This criterion assesses the extent to which you have collected, recorded, processed, and interpreted
the data in ways that are relevant to your research question. The patterns in the data are correctly
interpreted to reach a valid conclusion

If there is insufficient data then any treatment will be superficial. You need to recognize the potential for such a lack and revisit the method before you arrive at the data collection or analysis. Alternatively, a lack of primary data could be supplemented by the use of secondary data from data banks or simulations to provide sufficient material for analysis.

Results, analysis, and conclusion (6)

Any treatment of the data must be appropriate to the focus of the investigation in an attempt to answer your research question. The conclusions drawn must be based on the evidence from the data rather than on assumptions. Given the scope of the internal assessment and the time allocated, it is more than likely that variability in the data will lead to a tentative conclusion and may identify patterns or trends rather than establishing causal links. This should be recognized and the extent of the variability be considered in the conclusion.

Where possible, the variability should be demonstrated and explained, and its impact on the conclusion fully acknowledged. Please note, by “conclusion”, is meant a deduction based on the direct interpretation of the data such as “What does the graph show?” or “Does any statistical test used to support the conclusion?” An overview of the data in the light of the broader context will be assessed in the criterion for discussion and evaluation.


  • The conclusion given is correct and clearly supported by the interpretation of the data.

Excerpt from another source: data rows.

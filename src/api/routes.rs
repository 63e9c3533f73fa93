use std::sync::Arc;

use axum::{
    extract::{Path, Query, State},
    http::StatusCode,
    middleware,
    response::{Html, IntoResponse, Response},
    routing::get,
    Json, Router,
};
use chrono::{DateTime, Duration, Utc};
use serde::{Deserialize, Serialize};
use tower_http::cors::{Any, CorsLayer};

use crate::api::health::{track_requests, HealthState};
use crate::config::{resolve_sport_key, MIN_SEARCH_LEN};
use crate::db::models::{GameRow, HistoryRow, SportRow, StatsRow};
use crate::db::{DateWindow, GameDetail, PropStore, SearchKind, SearchResults};
use crate::error::AppError;
use crate::transform::sheet::BookmakerLines;
use crate::transform::{build_sheet, build_sheets, compare_lines, PlayerPropSheet};

const DASHBOARD_HTML: &str = include_str!("../../static/dashboard.html");

/// Shown when a subject has no stored quotes.
pub const NO_DATA_MESSAGE: &str = "no data for this subject yet";

#[derive(Clone)]
pub struct ApiState {
    pub store: PropStore,
    pub health: Arc<HealthState>,
}

impl ApiState {
    pub fn new(store: PropStore) -> Self {
        Self {
            store,
            health: Arc::new(HealthState::new()),
        }
    }
}

pub fn router(state: ApiState) -> Router {
    let cors = CorsLayer::new()
        .allow_origin(Any)
        .allow_methods(Any)
        .allow_headers(Any);

    Router::new()
        .route("/", get(dashboard))
        .route("/health", get(get_health))
        .route("/api/sports", get(get_sports))
        .route("/api/games", get(get_games))
        .route("/api/game/:event_id", get(get_game))
        .route("/api/game/:event_id/player/:name", get(get_game_player))
        .route("/api/player/:name", get(get_player))
        .route("/api/player/:name/history", get(get_player_history))
        .route("/api/search", get(search))
        .route("/api/compare", get(compare))
        .route("/api/recent", get(get_recent))
        .route("/api/stats", get(get_stats))
        .layer(middleware::from_fn_with_state(Arc::clone(&state.health), track_requests))
        .with_state(state)
        .layer(cors)
}

fn not_found(message: &str) -> Response {
    (
        StatusCode::NOT_FOUND,
        Json(serde_json::json!({ "error": message, "success": false })),
    )
        .into_response()
}

// ---------------------------------------------------------------------------
// Query param structs
// ---------------------------------------------------------------------------

#[derive(Deserialize)]
pub struct GamesQuery {
    pub sport: Option<String>,
    pub date: Option<String>,
}

#[derive(Deserialize)]
pub struct PlayerQuery {
    pub sport: Option<String>,
}

#[derive(Deserialize)]
pub struct SearchQuery {
    pub q: Option<String>,
    #[serde(rename = "type")]
    pub kind: Option<String>,
}

#[derive(Deserialize)]
pub struct CompareQuery {
    pub event_id: Option<String>,
    pub player: Option<String>,
    pub prop_type: Option<String>,
}

#[derive(Deserialize)]
pub struct RecentQuery {
    pub hours: Option<i64>,
}

// ---------------------------------------------------------------------------
// Response types
// ---------------------------------------------------------------------------

#[derive(Serialize)]
pub struct HealthResponse {
    pub status: &'static str,
    pub store_reachable: bool,
    pub records: Option<i64>,
    pub last_ingested_at: Option<DateTime<Utc>>,
    pub uptime_secs: u64,
    pub requests_served: u64,
    pub server_errors: u64,
}

#[derive(Serialize)]
pub struct SportsResponse {
    pub sports: Vec<SportRow>,
    pub success: bool,
}

#[derive(Serialize)]
pub struct GamesResponse {
    pub games: Vec<GameRow>,
    pub sport: Option<String>,
    pub date: DateWindow,
    pub success: bool,
}

#[derive(Serialize)]
pub struct GameResponse {
    #[serde(flatten)]
    pub game: GameDetail,
    pub success: bool,
}

#[derive(Serialize)]
pub struct SheetResponse {
    pub player_name: String,
    #[serde(skip_serializing_if = "Option::is_none")]
    pub event_id: Option<String>,
    pub has_data: bool,
    #[serde(skip_serializing_if = "Option::is_none")]
    pub message: Option<&'static str>,
    pub sheet: PlayerPropSheet,
    pub success: bool,
}

#[derive(Serialize)]
pub struct HistoryResponse {
    pub player_name: String,
    pub history: Vec<HistoryRow>,
    pub success: bool,
}

#[derive(Serialize)]
pub struct SearchResponse {
    pub results: SearchResults,
    pub query: String,
    pub success: bool,
    #[serde(skip_serializing_if = "Option::is_none")]
    pub error: Option<&'static str>,
}

#[derive(Serialize)]
pub struct CompareResponse {
    pub event_id: String,
    pub player: String,
    pub prop_type: String,
    pub comparison: Vec<BookmakerLines>,
    pub success: bool,
}

#[derive(Serialize)]
pub struct RecentResponse {
    pub hours: i64,
    pub records: usize,
    pub sheets: Vec<PlayerPropSheet>,
    pub success: bool,
}

#[derive(Serialize)]
pub struct StatsResponse {
    #[serde(flatten)]
    pub stats: StatsRow,
    pub success: bool,
}

// ---------------------------------------------------------------------------
// Handlers
// ---------------------------------------------------------------------------

async fn dashboard() -> Html<&'static str> {
    Html(DASHBOARD_HTML)
}

async fn get_health(State(state): State<ApiState>) -> (StatusCode, Json<HealthResponse>) {
    let count = state.store.count().await;
    let last = state.store.last_ingested_at().await.ok().flatten();
    let reachable = count.is_ok();

    let status = if reachable { StatusCode::OK } else { StatusCode::SERVICE_UNAVAILABLE };
    (
        status,
        Json(HealthResponse {
            status: if reachable { "ok" } else { "degraded" },
            store_reachable: reachable,
            records: count.ok(),
            last_ingested_at: last,
            uptime_secs: state.health.uptime_secs(),
            requests_served: state.health.requests_served(),
            server_errors: state.health.server_errors(),
        }),
    )
}

async fn get_sports(State(state): State<ApiState>) -> Result<Json<SportsResponse>, AppError> {
    let sports = state.store.list_sports(Utc::now()).await?;
    Ok(Json(SportsResponse { sports, success: true }))
}
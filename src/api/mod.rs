pub mod health;
pub mod routes;

pub use routes::{router, ApiState};
mod api;
mod config;
mod db;
mod error;
mod export;
mod fetcher;
mod ingest;
mod transform;
mod types;

use std::path::PathBuf;

use clap::{Parser, Subcommand};
use tracing::{error, info, warn};
use tracing_subscriber::EnvFilter;

use crate::api::{router, ApiState};
use crate::config::{resolve_sport_key, Config, DEFAULT_SPORT};
use crate::db::PropStore;
use crate::error::Result;
use crate::fetcher::OddsClient;
use crate::ingest::Ingestor;
use crate::transform::build_sheet;
use crate::types::IngestMode;

/// Odds and player-prop scraper for The Odds API
#[derive(Parser, Debug)]
#[command(name = "odds-props")]
#[command(author, version, about = "Fetch odds and player props into SQLite and serve them")]
struct Cli {
    #[command(subcommand)]
    command: Commands,
}

#[derive(Subcommand, Debug)]
enum Commands {
    /// Fetch one sport and upsert its quotes
    Ingest {
        /// Sport key or shortcut (nba, nfl, mlb, nhl, ncaab, ncaaf, soccer)
        #[arg(default_value = DEFAULT_SPORT)]
        sport: String,
        /// Fetch player props per event instead of full-game odds
        #[arg(long)]
        player_props: bool,
        /// Bookmaker regions, e.g. "us,uk"
        #[arg(long)]
        regions: Option<String>,
        /// Markets for odds mode, or prop markets with --player-props
        #[arg(long)]
        markets: Option<String>,
        /// "decimal" or "american"
        #[arg(long)]
        odds_format: Option<String>,
        /// Also write the fetched events as JSON to this path
        #[arg(long)]
        save_raw: Option<PathBuf>,
        /// Also write the flattened records as CSV to this path
        #[arg(long)]
        save_csv: Option<PathBuf>,
    },

    /// Serve the dashboard and read-only JSON API
    Serve {
        #[arg(short, long)]
        port: Option<u16>,
    },

    /// List sports offered upstream
    Sports {
        /// Include out-of-season sports
        #[arg(long)]
        all: bool,
    },

    /// Print the stored prop sheet for one player
    Player {
        name: String,
        #[arg(long)]
        sport: Option<String>,
        /// Only this prop type, e.g. player_points
        #[arg(long)]
        prop: Option<String>,
    },
}

#[tokio::main]
async fn main() {
    let _ = dotenvy::dotenv();
    let cli = Cli::parse();

    let cfg = match Config::from_env() {
        Ok(c) => c,
        Err(e) => {
            eprintln!("Config error: {e}");
            std::process::exit(1);
        }
    };

    tracing_subscriber::fmt()
        .with_env_filter(EnvFilter::new(&cfg.log_level))
        .init();

    if let Err(e) = run(cli, cfg).await {
        error!("Fatal error: {e}");
        if let Some(hint) = e.remediation() {
            error!("Hint: {hint}");
        }
        std::process::exit(1);
    }
}

async fn run(cli: Cli, mut cfg: Config) -> Result<()> {
    match cli.command {
        Commands::Ingest {
            sport,
            player_props,
            regions,
            markets,
            odds_format,
            save_raw,
            save_csv,
        } => {
            let mode = if player_props { IngestMode::PlayerProps } else { IngestMode::Odds };
            if let Some(r) = regions {
                cfg.regions = r;
            }
            if let Some(f) = odds_format {
                cfg.odds_format = f;
            }
            if let Some(m) = markets {
                match mode {
                    IngestMode::Odds => cfg.markets = m,
                    IngestMode::PlayerProps => cfg.prop_markets = Some(m),
                }
            }

            let client = OddsClient::new(&cfg)?;
            let store = PropStore::open(&cfg).await?;
            let mut ingestor = Ingestor::new(cfg, client, store);
            if let Some(path) = save_raw {
                ingestor = ingestor.with_raw_dump(path);
            }
            if let Some(path) = save_csv {
                ingestor = ingestor.with_csv_export(path);
            }

            let summary = ingestor.run(&sport, mode).await?;
            println!("{summary}");
        }

        Commands::Serve { port } => {
            let store = PropStore::open(&cfg).await?;
            if store.count().await? == 0 {
                warn!("Database is empty. Run `odds-props ingest <sport>` to populate it.");
            }

            let app = router(ApiState::new(store));
            let bind_addr = format!("0.0.0.0:{}", port.unwrap_or(cfg.api_port));
            let listener = tokio::net::TcpListener::bind(&bind_addr).await?;
            info!("HTTP API listening on {bind_addr}");

            axum::serve(listener, app).await?;
        }

        Commands::Sports { all } => {
            let mut client = OddsClient::new(&cfg)?;
            let sports = client.sports(all).await?;
            for s in &sports {
                let marker = if s.active { ' ' } else { '*' };
                println!("{marker} {:<40} {:<20} {}", s.key, s.group, s.title);
            }
            println!("{} sports | quota: {}", sports.len(), client.last_quota());
        }

        Commands::Player { name, sport, prop } => {
            let store = PropStore::open(&cfg).await?;
            let sport = sport.map(|s| resolve_sport_key(&s));
            let rows = store.query_by_subject(&name, sport.as_deref()).await?;
            let sheet = build_sheet(&name, &rows);

            match prop {
                _ if !sheet.has_data() => println!("{name}: {}", api::routes::NO_DATA_MESSAGE),
                Some(p) => match sheet.prop(&p) {
                    Some(lines) => println!("{}", serde_json::to_string_pretty(lines)?),
                    None => println!("{name}: no {p} quotes"),
                },
                None => println!("{}", serde_json::to_string_pretty(&sheet)?),
            }
        }
    }

    Ok(())
}
//! OS-level bonding ahead of GATT connects.

use crate::infrastructure::bluetooth::error::{BondFailureReason, DeviceError};
use crate::infrastructure::bluetooth::hal::{BleHal, BondState, HalError, ListenerId};
use std::sync::Arc;
use std::time::Duration;
use tracing::{debug, info, warn};

/// Bond-state listener registration, released on drop
struct ListenerGuard<'a> {
    hal: &'a dyn BleHal,
    id: ListenerId,
}

impl Drop for ListenerGuard<'_> {
    fn drop(&mut self) {
        self.hal.unregister_bond_listener(self.id);
    }
}

pub struct BondingCoordinator {
    hal: Arc<dyn BleHal>,
    timeout: Duration,
}

impl BondingCoordinator {
    pub fn new(hal: Arc<dyn BleHal>, timeout: Duration) -> Self {
        Self { hal, timeout }
    }

    /// Make sure the OS holds a bond for `address`.
    ///
    /// Returns immediately when already bonded. Otherwise starts bonding and
    /// waits for a terminal bond signal; if none arrives in time the bond
    /// state is checked once more before giving up.
    pub async fn ensure_bonded(&self, address: &str) -> Result<(), DeviceError> {
        if self.hal.bond_state(address) == BondState::Bonded {
            debug!("{} already bonded", address);
            return Ok(());
        }

        let (id, mut signals) = self.hal.register_bond_listener(address);
        let _guard = ListenerGuard {
            hal: self.hal.as_ref(),
            id,
        };

        let mode = self
            .hal
            .initiate_bond(address)
            .map_err(|e| initiation_error(address, e))?;
        info!("Bonding with {} started ({:?})", address, mode);

        let terminal = async {
            while let Some(state) = signals.recv().await {
                match state {
                    BondState::Bonding => debug!("{} bonding in progress", address),
                    BondState::Bonded => return Some(true),
                    BondState::None => return Some(false),
                }
            }
            None
        };

        match tokio::time::timeout(self.timeout, terminal).await {
            Ok(Some(true)) => {
                info!("Bonded with {}", address);
                Ok(())
            }
            Ok(Some(false)) => Err(DeviceError::BondFailure {
                address: address.to_string(),
                reason: BondFailureReason::Rejected,
            }),
            Ok(None) | Err(_) => {
                if self.hal.bond_state(address) == BondState::Bonded {
                    info!("Bonded with {} (no signal received)", address);
                    Ok(())
                } else {
                    warn!("Bonding with {} timed out", address);
                    Err(DeviceError::BondFailure {
                        address: address.to_string(),
                        reason: BondFailureReason::Timeout,
                    })
                }
            }
        }
    }

    /// Drop the existing bond and bond again
    pub async fn rebond(&self, address: &str) -> Result<(), DeviceError> {
        info!("Re-bonding with {}", address);
        match self.hal.remove_bond(address) {
            Ok(()) => {}
            Err(HalError::PermissionDenied(permission)) => {
                return Err(DeviceError::PermissionDenied {
                    address: address.to_string(),
                    operation: "remove bond",
                    permission,
                })
            }
            Err(e) => warn!("Removing bond for {} failed: {}", address, e),
        }
        self.ensure_bonded(address).await
    }
}

fn initiation_error(address: &str, error: HalError) -> DeviceError {
    match error {
        HalError::PermissionDenied(permission) => DeviceError::PermissionDenied {
            address: address.to_string(),
            operation: "bond",
            permission,
        },
        other => DeviceError::BondFailure {
            address: address.to_string(),
            reason: BondFailureReason::InitiationFailed(other.to_string()),
        },
    }
}

#[cfg(test)]
mod tests {
    use super::*;
    use crate::infrastructure::bluetooth::hal::Permission;
    use crate::infrastructure::bluetooth::simulated::{
        BondBehavior, SimulatedBle, SimulatedPeripheral,
    };

    const ADDR: &str = "AA:00:00:00:00:01";

    fn setup(peripheral: SimulatedPeripheral) -> (SimulatedBle, BondingCoordinator) {
        let sim = SimulatedBle::new();
        sim.add_peripheral(peripheral);
        let coordinator = BondingCoordinator::new(Arc::new(sim.clone()), Duration::from_secs(20));
        (sim, coordinator)
    }

    fn peripheral(behavior: BondBehavior) -> SimulatedPeripheral {
        SimulatedPeripheral::new(ADDR, "Even G1_7_L_39A1B2").with_bond_behavior(behavior)
    }

    #[tokio::test]
    async fn test_already_bonded_skips_listener() {
        let (sim, coordinator) = setup(peripheral(BondBehavior::Accept).bonded());
        coordinator.ensure_bonded(ADDR).await.unwrap();
        assert_eq!(sim.listener_registrations(), 0);
    }

    #[tokio::test]
    async fn test_success_deregisters_once() {
        let (sim, coordinator) = setup(peripheral(BondBehavior::Accept));
        coordinator.ensure_bonded(ADDR).await.unwrap();
        assert!(sim.is_bonded(ADDR));
        assert_eq!(sim.listener_registrations(), 1);
        assert_eq!(sim.listener_deregistrations(), 1);
        assert_eq!(sim.active_listeners(), 0);
    }

    #[tokio::test]
    async fn test_standard_bond_fallback() {
        let (sim, coordinator) = setup(peripheral(BondBehavior::Accept).without_insecure_bond());
        coordinator.ensure_bonded(ADDR).await.unwrap();
        assert!(sim.is_bonded(ADDR));
    }

    #[tokio::test(start_paused = true)]
    async fn test_timeout_deregisters_once() {
        let (sim, coordinator) = setup(peripheral(BondBehavior::Hang));
        let err = coordinator.ensure_bonded(ADDR).await.unwrap_err();
        assert_eq!(
            err,
            DeviceError::BondFailure {
                address: ADDR.to_string(),
                reason: BondFailureReason::Timeout,
            }
        );
        assert_eq!(sim.listener_deregistrations(), 1);
        assert_eq!(sim.active_listeners(), 0);
    }

    #[tokio::test(start_paused = true)]
    async fn test_timeout_rechecks_bond_state() {
        let (sim, coordinator) = setup(peripheral(BondBehavior::CompleteSilently));
        coordinator.ensure_bonded(ADDR).await.unwrap();
        assert_eq!(sim.listener_deregistrations(), 1);
    }

    #[tokio::test]
    async fn test_error_paths_deregister_once() {
        let (sim, coordinator) = setup(peripheral(BondBehavior::Reject));
        let err = coordinator.ensure_bonded(ADDR).await.unwrap_err();
        assert!(matches!(
            err,
            DeviceError::BondFailure {
                reason: BondFailureReason::Rejected,
                ..
            }
        ));
        assert_eq!(sim.listener_deregistrations(), 1);

        let (sim, coordinator) = setup(peripheral(BondBehavior::RefuseToStart));
        let err = coordinator.ensure_bonded(ADDR).await.unwrap_err();
        assert!(matches!(
            err,
            DeviceError::BondFailure {
                reason: BondFailureReason::InitiationFailed(_),
                ..
            }
        ));
        assert_eq!(sim.listener_deregistrations(), 1);

        let (sim, coordinator) = setup(peripheral(BondBehavior::Accept));
        sim.set_missing_permissions(vec![Permission::Connect]);
        let err = coordinator.ensure_bonded(ADDR).await.unwrap_err();
        assert_eq!(err.permission(), Some(Permission::Connect));
        assert_eq!(sim.listener_registrations(), 1);
        assert_eq!(sim.listener_deregistrations(), 1);
    }

    #[tokio::test(start_paused = true)]
    async fn test_cancellation_deregisters() {
        let (sim, coordinator) = setup(peripheral(BondBehavior::Hang));
        let outcome =
            tokio::time::timeout(Duration::from_secs(1), coordinator.ensure_bonded(ADDR)).await;
        assert!(outcome.is_err());
        assert_eq!(sim.listener_deregistrations(), 1);
    }

    #[tokio::test]
    async fn test_rebond_removes_first() {
        let (sim, coordinator) = setup(peripheral(BondBehavior::Accept).bonded());
        coordinator.rebond(ADDR).await.unwrap();
        assert_eq!(sim.bond_removals(), vec![ADDR.to_string()]);
        assert!(sim.is_bonded(ADDR));
        assert_eq!(sim.listener_registrations(), 1);
    }
}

  • Key data from the analysis is given and trends in the data are discussed.

  • The extent to which the hypothesis is supported by the data is explained (avoiding “proves”).

  • The level of support (strong, weak, none, or inconclusive) for the hypothesis/ conclusion is identified, correct and justified.

The conclusion

  • starts with one (or more) paragraphs in which you draw conclusions from results, and state whether or not the conclusions support the hypothesis.  

  • clearly related to the research question and the purpose of the experiment.  

  • uses the expressions ‘confirmed by the data’ or ‘refuted by the data’ rather than ‘right,’ ‘wrong,’ or 'proven.'

  • provides a brief explanation as to how you came to the conclusion from the results.  In other words, sum up the evidence and explain observations, trends, or patterns revealed by the data. 

Scientific Context:

  • The scientific explanation for the results is described.

  • A comparison is made with published data and theoretical texts (with citations).

The results of the experiment should

  • be explained using accurate and relevant science.  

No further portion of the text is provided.